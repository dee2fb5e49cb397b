//! 带状态追踪的渲染通道
//!
//! 避免冗余的状态切换调用

use crate::assets::MeshHandle;

pub struct TrackedRenderPass<'a> {
    pass: wgpu::RenderPass<'a>,
    current_pipeline: Option<usize>,
    current_stencil_reference: Option<u32>,
    current_mesh: Option<MeshHandle>,
}

impl<'a> TrackedRenderPass<'a> {
    #[must_use]
    pub fn new(pass: wgpu::RenderPass<'a>) -> Self {
        Self {
            pass,
            current_pipeline: None,
            current_stencil_reference: None,
            current_mesh: None,
        }
    }

    pub fn set_pipeline(&mut self, index: usize, pipeline: &wgpu::RenderPipeline) {
        if self.current_pipeline != Some(index) {
            self.pass.set_pipeline(pipeline);
            self.current_pipeline = Some(index);
        }
    }

    pub fn set_stencil_reference(&mut self, reference: u32) {
        if self.current_stencil_reference != Some(reference) {
            self.pass.set_stencil_reference(reference);
            self.current_stencil_reference = Some(reference);
        }
    }

    /// Uniforms change with every draw, so group 0 is always rebound.
    pub fn set_uniforms(&mut self, bind_group: &wgpu::BindGroup, offset: u32) {
        self.pass.set_bind_group(0, bind_group, &[offset]);
    }

    pub fn set_textures(&mut self, bind_group: &wgpu::BindGroup) {
        self.pass.set_bind_group(1, bind_group, &[]);
    }

    pub fn set_mesh(
        &mut self,
        handle: MeshHandle,
        vertices: wgpu::BufferSlice<'_>,
        indices: wgpu::BufferSlice<'_>,
    ) {
        if self.current_mesh != Some(handle) {
            self.pass.set_vertex_buffer(0, vertices);
            self.pass.set_index_buffer(indices, wgpu::IndexFormat::Uint32);
            self.current_mesh = Some(handle);
        }
    }

    pub fn draw_indexed(&mut self, index_count: u32) {
        self.pass.draw_indexed(0..index_count, 0, 0..1);
    }
}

+-------+

EXERCISE -> Copy out every line of the entries where the string "offset" shows up.

RESPONSE AREA ->
    pub fn set_uniforms(&mut self, bind_group: &wgpu::BindGroup, offset: u32) {
        self.pass.set_bind_group(0, bind_group, &[offset]);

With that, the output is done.